Namyr sighed and shrugged. “A matter of hours? Maybe a bit more? Then they’ll fan out across this patch of space and start dropping search buoys and probe droids, they'll sweep for us. It won’t take them long. I looked in the cargo hold, this is some kind of foodstuff supply ship, so its hull isn’t likely to have heat-masking or anything to keep us from being spotted.”

Kevv sat in the pilot’s seat and looked at the reports from Namyr's diagnostics tests. The two most important things were in working order: life-support and hull integrity. There were no leaks and no damage done to air-recycling or pressure-keeping systems. So they were solid on that front.

Kevv looked out the viewport at all that vastness. The stars were laid out for them like grains of salt on black cloth. A strange feeling came over him, for this was an all too familiar situation for him. “Did I ever tell you about how I came to be in the Rebellion?”

“Kevv, we really can’t talk about this right now. We’ve got more important things to discuss.”

He nodded. “I was stranded. Aboard a ship called the Moroboa Khel el-Tel. We called it the Moroboa for short. We were stranded for months, and the entire crew went insane, one by one, killing each other and accusing each other of stealing food." He paused, looking back on memories he'd long fought to suppress. "I was the last survivor.
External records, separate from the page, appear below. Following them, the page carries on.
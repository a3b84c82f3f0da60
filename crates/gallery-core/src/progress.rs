/// Trait for reporting run progress.
///
/// The CLI implements it with indicatif bars; tests use `SilentReporter`.
/// All methods have default no-op implementations.
pub trait ProgressReporter: Send + Sync {
    fn on_traverse_start(&self, _root: &str) {}
    fn on_traverse_complete(&self, _files: usize, _failures: usize, _duration_secs: f64) {}
    fn on_place_start(&self, _total: usize) {}
    fn on_place_progress(&self, _done: usize, _total: usize) {}
    fn on_place_complete(&self, _placed: usize, _duration_secs: f64) {}
    fn on_catalog_start(&self, _total: usize) {}
    fn on_catalog_progress(&self, _done: usize, _total: usize) {}
    fn on_catalog_complete(&self, _added: usize, _duration_secs: f64) {}
}

/// No-op progress reporter for silent operation.
pub struct SilentReporter;

impl ProgressReporter for SilentReporter {}
use gallery_core::ProgressReporter;
use indicatif::{ProgressBar, ProgressStyle};
use std::sync::Mutex;
use std::time::Duration;

const TICK_CHARS: &str = "⠋⠙⠹⠸⠼⠴⠦⠧⠇⠏";

/// CLI progress reporter using indicatif progress bars.
///
/// - Traverse phase: spinner (file count unknown upfront)
/// - Place / catalog phase: progress bar (total known from traversal)
pub struct CliReporter {
    bar: Mutex<Option<ProgressBar>>,
}

impl CliReporter {
    pub fn new() -> Self {
        Self {
            bar: Mutex::new(None),
        }
    }

    fn set_bar(&self, pb: ProgressBar) {
        let mut guard = self.bar.lock().unwrap_or_else(|p| p.into_inner());
        if let Some(old) = guard.take() {
            old.finish_and_clear();
        }
        *guard = Some(pb);
    }

    fn finish_bar(&self) {
        let mut guard = self.bar.lock().unwrap_or_else(|p| p.into_inner());
        if let Some(pb) = guard.take() {
            pb.finish_and_clear();
        }
    }

    fn start_counter(&self, label: &str, total: usize) {
        let pb = ProgressBar::new(total as u64);
        let template = format!(
            "  {{spinner:.cyan}} {} [{{bar:30.cyan/dim}}] {{pos}}/{{len}} files ({{eta}} remaining)",
            label
        );
        if let Ok(style) = ProgressStyle::with_template(&template) {
            pb.set_style(style.progress_chars("━╸─").tick_chars(TICK_CHARS));
        }
        pb.enable_steady_tick(Duration::from_millis(80));
        self.set_bar(pb);
    }

    fn set_position(&self, done: usize) {
        let guard = self.bar.lock().unwrap_or_else(|p| p.into_inner());
        if let Some(pb) = guard.as_ref() {
            pb.set_position(done as u64);
        }
    }
}

impl ProgressReporter for CliReporter {
    fn on_traverse_start(&self, root: &str) {
        let pb = ProgressBar::new_spinner();
        if let Ok(style) = ProgressStyle::with_template("{spinner:.cyan} {msg}") {
            pb.set_style(style.tick_chars(TICK_CHARS));
        }
        pb.set_message(format!("Scanning {}...", root));
        pb.enable_steady_tick(Duration::from_millis(80));
        self.set_bar(pb);
    }

    fn on_traverse_complete(&self, files: usize, failures: usize, duration_secs: f64) {
        self.finish_bar();
        eprintln!(
            "  \x1b[32m✓\x1b[0m Scan complete: {} files, {} unreadable in {:.2}s",
            files, failures, duration_secs
        );
    }

    fn on_place_start(&self, total: usize) {
        self.start_counter("Placing", total);
    }

    fn on_place_progress(&self, done: usize, _total: usize) {
        self.set_position(done);
    }

    fn on_place_complete(&self, placed: usize, duration_secs: f64) {
        self.finish_bar();
        eprintln!(
            "  \x1b[32m✓\x1b[0m Placement complete: {} files in {:.2}s",
            placed, duration_secs
        );
    }

    fn on_catalog_start(&self, total: usize) {
        self.start_counter("Fingerprinting", total);
    }

    fn on_catalog_progress(&self, done: usize, _total: usize) {
        self.set_position(done);
    }

    fn on_catalog_complete(&self, added: usize, duration_secs: f64) {
        self.finish_bar();
        eprintln!(
            "  \x1b[32m✓\x1b[0m Catalog complete: {} records added in {:.2}s",
            added, duration_secs
        );
    }
}
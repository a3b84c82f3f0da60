use clap::{Parser, Subcommand};
use std::path::PathBuf;

#[derive(Debug, Parser)]
#[command(name = "gallery")]
#[command(about = "Organize media files by capture time and content", long_about = None)]
pub struct Cli {
    #[command(subcommand)]
    pub command: Option<Commands>,
}

#[derive(Debug, Subcommand)]
pub enum Commands {
    /// Copy media from SOURCE into DESTINATION/YYYY-MM/, deduplicating by content
    Rearrange {
        source: PathBuf,
        destination: PathBuf,
    },
    /// Record every file under SOURCE, with its fingerprint, in the catalog
    Catalog {
        source: PathBuf,
        /// Catalog database (defaults to `catalog_path` from configuration)
        #[arg(long)]
        db: Option<PathBuf>,
    },
    /// Look up a file's content in the catalog
    Lookup {
        file: PathBuf,
        #[arg(long)]
        db: Option<PathBuf>,
    },
    /// Display the number of catalogued files and the latest entry
    CatalogStats {
        #[arg(long)]
        db: Option<PathBuf>,
    },
    /// Print configuration values
    PrintConfig,
    /// Delete all catalog records
    TruncateCatalog {
        #[arg(long)]
        db: Option<PathBuf>,
    },
}
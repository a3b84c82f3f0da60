use crate::config::ClassificationConfig;
use std::collections::HashMap;
use std::fmt;
use tracing::warn;

/// What to do with a file, decided from its extension alone.
#[derive(Debug, Clone, Copy, PartialEq, Eq, Hash)]
pub enum Disposition {
    /// Organize into the destination tree.
    Media,
    /// Expected noise (sidecars, thumbnails); skipped silently.
    Useless,
    /// Needs manual handling, e.g. archives.
    Deferred,
    /// Not in any table.
    Unknown,
}

impl Disposition {
    /// Deferred and Unknown files are listed for the operator.
    pub fn is_reported(self) -> bool {
        matches!(self, Disposition::Deferred | Disposition::Unknown)
    }
}

impl fmt::Display for Disposition {
    fn fmt(&self, f: &mut fmt::Formatter<'_>) -> fmt::Result {
        let name = match self {
            Disposition::Media => "media",
            Disposition::Useless => "useless",
            Disposition::Deferred => "deferred",
            Disposition::Unknown => "unknown",
        };
        f.write_str(name)
    }
}

/// Lower-case and ensure a leading dot; the empty extension stays empty.
pub fn normalize_extension(ext: &str) -> String {
    let ext = ext.trim().to_lowercase();
    if ext.is_empty() || ext.starts_with('.') {
        ext
    } else {
        format!(".{}", ext)
    }
}

#[derive(Debug, Clone)]
pub struct Classifier {
    table: HashMap<String, Disposition>,
}

impl Classifier {
    /// Build the lookup table. An extension listed more than once resolves
    /// as Media over Deferred over Useless, so overlap never hides a file.
    pub fn from_config(config: &ClassificationConfig) -> Self {
        let mut table: HashMap<String, Disposition> = HashMap::new();

        let layers = [
            (&config.useless, Disposition::Useless),
            (&config.deferred, Disposition::Deferred),
            (&config.media, Disposition::Media),
        ];
        for (extensions, disposition) in layers {
            for ext in extensions {
                let key = normalize_extension(ext);
                if let Some(previous) = table.insert(key.clone(), disposition) {
                    if previous != disposition {
                        warn!(
                            "Extension '{}' listed as both {} and {}; using {}",
                            key, previous, disposition, disposition
                        );
                    }
                }
            }
        }

        Self { table }
    }

    pub fn classify(&self, extension: &str) -> Disposition {
        self.table
            .get(&normalize_extension(extension))
            .copied()
            .unwrap_or(Disposition::Unknown)
    }

    pub fn len(&self) -> usize {
        self.table.len()
    }

    pub fn is_empty(&self) -> bool {
        self.table.is_empty()
    }
}

impl Default for Classifier {
    fn default() -> Self {
        Self::from_config(&ClassificationConfig::default())
    }
}
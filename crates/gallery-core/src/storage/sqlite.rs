use rusqlite::{Connection, Result};
use std::path::Path;
use tracing::debug;

/// Catalog handle. Opened explicitly by the caller and closed on drop.
pub struct Database {
    conn: Connection,
}

impl Database {
    pub fn open(path: impl AsRef<Path>) -> Result<Self> {
        let conn = Connection::open(path.as_ref())?;
        let db = Database { conn };
        db.configure_pragmas()?;
        db.create_schema()?;
        debug!("Catalog opened at {}", path.as_ref().display());
        Ok(db)
    }

    pub fn open_in_memory() -> Result<Self> {
        let conn = Connection::open_in_memory()?;
        let db = Database { conn };
        db.configure_pragmas()?;
        db.create_schema()?;
        Ok(db)
    }

    fn configure_pragmas(&self) -> Result<()> {
        self.conn.execute_batch(
            "PRAGMA journal_mode = WAL;
             PRAGMA synchronous = NORMAL;
             PRAGMA foreign_keys = ON;
             PRAGMA busy_timeout = 5000;",
        )?;
        debug!("SQLite pragmas configured (WAL mode)");
        Ok(())
    }

    fn create_schema(&self) -> Result<()> {
        self.conn.execute_batch(include_str!("schema.sql"))?;
        Ok(())
    }

    pub fn connection(&self) -> &Connection {
        &self.conn
    }

    pub fn truncate_all(&self) -> Result<()> {
        self.conn.execute_batch("DELETE FROM media;")?;
        debug!("Catalog truncated");
        Ok(())
    }
}
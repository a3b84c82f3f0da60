use super::models::*;
use super::sqlite::Database;
use rusqlite::{params, params_from_iter, Row};
use tracing::warn;

const MEDIA_COLUMNS: &str =
    "id, path, hash, extension, creation_time, remark, record_creation_time";

fn media_from_row(row: &Row<'_>) -> rusqlite::Result<MediaRecord> {
    Ok(MediaRecord {
        id: row.get(0)?,
        path: row.get(1)?,
        hash: row.get(2)?,
        extension: row.get(3)?,
        creation_time: row.get(4)?,
        remark: row.get(5)?,
        record_creation_time: row.get(6)?,
    })
}

fn optional<T>(result: rusqlite::Result<T>) -> rusqlite::Result<Option<T>> {
    match result {
        Ok(value) => Ok(Some(value)),
        Err(rusqlite::Error::QueryReturnedNoRows) => Ok(None),
        Err(e) => Err(e),
    }
}

impl Database {
    /// Insert a media row. A row with the same path and hash is left alone
    /// and reported as `AlreadyPresent`.
    pub fn insert_media(&self, record: &NewMediaRecord) -> rusqlite::Result<AppendOutcome> {
        let now = chrono::Local::now().to_rfc3339();
        let inserted = self.connection().execute(
            "INSERT OR IGNORE INTO media \
             (path, hash, extension, creation_time, record_creation_time) \
             VALUES (?1, ?2, ?3, ?4, ?5)",
            params![
                record.path,
                record.hash,
                record.extension,
                record.creation_time,
                now
            ],
        )?;

        if inserted == 0 {
            warn!("Already catalogued: {} ({})", record.path, record.hash);
            return Ok(AppendOutcome::AlreadyPresent);
        }
        Ok(AppendOutcome::Added(self.connection().last_insert_rowid()))
    }

    pub fn find_media_by_id(&self, id: i64) -> rusqlite::Result<Option<MediaRecord>> {
        optional(self.connection().query_row(
            &format!("SELECT {} FROM media WHERE id = ?1", MEDIA_COLUMNS),
            params![id],
            media_from_row,
        ))
    }

    pub fn find_media_by_ids(&self, ids: &[i64]) -> rusqlite::Result<Vec<MediaRecord>> {
        if ids.is_empty() {
            return Ok(Vec::new());
        }
        let placeholders = vec!["?"; ids.len()].join(", ");
        let mut stmt = self.connection().prepare(&format!(
            "SELECT {} FROM media WHERE id IN ({}) ORDER BY id",
            MEDIA_COLUMNS, placeholders
        ))?;
        let rows = stmt
            .query_map(params_from_iter(ids.iter()), media_from_row)?
            .collect::<rusqlite::Result<Vec<_>>>()?;
        Ok(rows)
    }

    /// Oldest row holding this content.
    pub fn find_media_by_hash(&self, hash: &str) -> rusqlite::Result<Option<MediaRecord>> {
        optional(self.connection().query_row(
            &format!(
                "SELECT {} FROM media WHERE hash = ?1 ORDER BY id LIMIT 1",
                MEDIA_COLUMNS
            ),
            params![hash],
            media_from_row,
        ))
    }

    pub fn find_last_media(&self) -> rusqlite::Result<Option<MediaRecord>> {
        optional(self.connection().query_row(
            &format!("SELECT {} FROM media ORDER BY id DESC LIMIT 1", MEDIA_COLUMNS),
            [],
            media_from_row,
        ))
    }

    pub fn count_media(&self) -> rusqlite::Result<i64> {
        self.connection()
            .query_row("SELECT COUNT(*) FROM media", [], |row| row.get(0))
    }

    /// Returns false when no row has this id.
    pub fn update_media_remark(&self, id: i64, remark: Option<&str>) -> rusqlite::Result<bool> {
        let updated = self.connection().execute(
            "UPDATE media SET remark = ?1 WHERE id = ?2",
            params![remark, id],
        )?;
        Ok(updated > 0)
    }

    pub fn delete_media(&self, id: i64) -> rusqlite::Result<bool> {
        let deleted = self
            .connection()
            .execute("DELETE FROM media WHERE id = ?1", params![id])?;
        Ok(deleted > 0)
    }
}
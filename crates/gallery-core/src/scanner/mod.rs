pub mod walk;

pub use walk::{traverse, TraverseFailure, TraverseOptions, Traversal};
use std::path::PathBuf;
use thiserror::Error;

#[derive(Error, Debug)]
pub enum Error {
    #[error("IO error: {0}")]
    Io(#[from] std::io::Error),

    #[error("Configuration error: {0}")]
    Config(#[from] config::ConfigError),

    #[error("Database error: {0}")]
    Database(#[from] rusqlite::Error),

    #[error("Invalid directory {}: {reason}", .path.display())]
    InvalidDirectory { path: PathBuf, reason: String },

    #[error("Collision index overflow at {}", .0.display())]
    CollisionOverflow(PathBuf),

    #[error("Thread pool error: {0}")]
    ThreadPool(String),
}
pub mod digest;

pub use digest::{fingerprint, fingerprint_reader, Fingerprint, CHUNK_SIZE};
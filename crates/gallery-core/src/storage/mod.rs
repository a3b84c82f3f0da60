pub mod models;
pub mod queries;
pub mod sqlite;

pub use models::{AppendOutcome, MediaRecord, NewMediaRecord};
pub use sqlite::Database;

use crate::error::Error;
use crate::hasher::Fingerprint;

/// The narrow interface the engine needs from a file catalog.
pub trait Catalog {
    /// Insert unless the same path and content are already recorded.
    fn append(&self, record: &NewMediaRecord) -> Result<AppendOutcome, Error>;
    fn find_by_fingerprint(&self, fingerprint: &Fingerprint) -> Result<Option<MediaRecord>, Error>;
    fn find_by_id(&self, id: i64) -> Result<Option<MediaRecord>, Error>;
    fn count(&self) -> Result<i64, Error>;
}

impl Catalog for Database {
    fn append(&self, record: &NewMediaRecord) -> Result<AppendOutcome, Error> {
        Ok(self.insert_media(record)?)
    }

    fn find_by_fingerprint(&self, fingerprint: &Fingerprint) -> Result<Option<MediaRecord>, Error> {
        Ok(self.find_media_by_hash(&fingerprint.to_hex())?)
    }

    fn find_by_id(&self, id: i64) -> Result<Option<MediaRecord>, Error> {
        Ok(self.find_media_by_id(id)?)
    }

    fn count(&self) -> Result<i64, Error> {
        Ok(self.count_media()?)
    }
}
I had to kill two people who tried to break into my quarters.”

Namyr looked over at him in utter shock. “Stars, Kevv!"

“Yeah. A Rebel ship came across our distress call. They happened to be in the area, running from Imperial ships. Crazy luck that they were there at all. One in a million chance, really.” He sighed. “So, it’s only random luck that I’m here with you right now.” He offered a smile, since Humans seemed to like those.

“I’m…sorry. Sorry to hear all that. Stars above, Kevv, that’s…”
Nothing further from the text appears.